Darren Sandbeck appeared before council on Monday to try and address the concerns, as the mayor and his colleagues have expressed worries that there was not enough work done to gather concrete evidence supporting the change.
One main sticking point is the AHS claim that response times would not be negatively affected by consolidating dispatch and handling EMS services from a provincial call centre. This data point has been disputed by other jurisdictions where dispatching is handled by the province who said that response times have been lengthened.
“We asked for some access to some data to understand what had happened in the rest of the province because that’s I think a critical piece that’s missing here,” Mayor Naheed Nenshi said. “You folks have asserted many, many times that response times did not change but we’ve never seen any evidence of that.”
Nenshi, who has been critical of the proposal ever since it was first announced, also demanded an apology from Sandbeck after the mayor was called a “liar” in a letter. Sandbeck had just responded to a question about response times and was apologetic about not having enough data ready at hand for the councillors.
“Mr. Sandbeck, we’ve been very nice and respectful today. You sent a letter to every member of my city council and every MLA calling me a liar for saying what you just said. So, we’re giving you the opportunity right now to apologize publicly and retract your statement so this doesn’t have to go any further.”
In the letter, Sandbeck appeared to write that Nenshi claiming “people are going to die” because of the decision was “untrue and disrespectful” and AHS is dedicated to patient care.
Sandbeck said that he believed it was the Minister of Health who had sent that letter in question. Nenshi fired back quoting the letter that said it was a statement from Sandbeck himself. The chief paramedic then added that he could not recall saying anything like this at a press conference and that he has no control over what the minister shares.
“So, you’re denying making that statement now?” Nenshi asked.
Dr. Ted Braun, AHS vice-president and medical director of operations, then said that this was not the proper place for such a discussion.
Sandbeck also promised to make some more data available in the future and to have some more conversations with council about the matter.
It was not the only heated moment during the meeting, with Ward 13 Councillor Dianne Colley-Urquhart calling out the presentation.

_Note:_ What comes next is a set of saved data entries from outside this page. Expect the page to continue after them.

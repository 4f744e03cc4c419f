//! Telegram Bot API delivery.
//!
//! API: `https://api.telegram.org/bot{token}/sendMessage`
//! Messages are sent with `parse_mode=Markdown` (legacy Markdown).

use anyhow::{Context, Result};
use async_trait::async_trait;
use reqwest::Client;
use secrecy::{ExposeSecret, Secret};
use serde::Serialize;
use tracing::{error, info};

use super::Notifier;

const API_BASE: &str = "https://api.telegram.org";

/// Hard limit on message length imposed by Telegram.
pub const MAX_MESSAGE_CHARS: usize = 4096;

#[derive(Debug, Serialize)]
struct SendMessage<'a> {
    chat_id: &'a str,
    text: &'a str,
    parse_mode: &'static str,
    disable_web_page_preview: bool,
}

pub struct TelegramNotifier {
    http: Client,
    bot_token: Secret<String>,
    chat_id: String,
    api_base: String,
}

impl TelegramNotifier {
    pub fn new(bot_token: Secret<String>, chat_id: String) -> Result<Self> {
        let http = Client::builder()
            .timeout(std::time::Duration::from_secs(15))
            .user_agent("TIPSTER/0.1.0")
            .build()
            .context("Failed to build Telegram HTTP client")?;
        Ok(Self {
            http,
            bot_token,
            chat_id,
            api_base: API_BASE.to_string(),
        })
    }

    /// Point the client at another Bot API server (self-hosted or test).
    pub fn with_api_base(mut self, api_base: impl Into<String>) -> Self {
        self.api_base = api_base.into();
        self
    }

    fn endpoint(&self) -> String {
        format!("{}/bot{}/sendMessage", self.api_base, self.bot_token.expose_secret())
    }
}

/// Cut a message to Telegram's length limit on a char boundary.
pub fn truncate_message(text: &str) -> &str {
    match text.char_indices().nth(MAX_MESSAGE_CHARS) {
        Some((idx, _)) => &text[..idx],
        None => text,
    }
}

#[async_trait]
impl Notifier for TelegramNotifier {
    async fn send(&self, text: &str) -> Result<()> {
        let body = SendMessage {
            chat_id: &self.chat_id,
            text: truncate_message(text),
            parse_mode: "Markdown",
            disable_web_page_preview: true,
        };

        let resp = self
            .http
            .post(self.endpoint())
            .json(&body)
            .send()
            .await
            .context("Telegram request failed")?;

        if !resp.status().is_success() {
            let status = resp.status();
            let detail = resp.text().await.unwrap_or_default();
            error!(status = %status, detail = %detail, "Telegram rejected message");
            anyhow::bail!("Telegram API error {status}: {detail}");
        }

        info!(chat_id = %self.chat_id, "Message sent to Telegram");
        Ok(())
    }
}

// ---------------------------------------------------------------------------
// Tests
// ---------------------------------------------------------------------------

“Even the tone of this presentation today is somewhat offensive,” she said. “It implies that the facts and the data that we have been presenting are all a myth.”
Nenshi also questioned the data around this move saving $6 million dollars, as he said there was also no evidence proving where this money is coming from.
The city has maintained the position that removing the integrated system will end up lengthening response times and putting people at risk, with officials saying that the current 911 system is a gold standard that is well regarded in emergency circles.
In September, Mayor Nenshi was joined by the mayors of Lethbridge, Red Deer and Wood Buffalo for a meeting with Health Minister Tyler Shandro where they relayed the concerns directly in Edmonton. Weeks later, Shandro sent out a letter on a Friday afternoon informing them that he was still going ahead with the shift.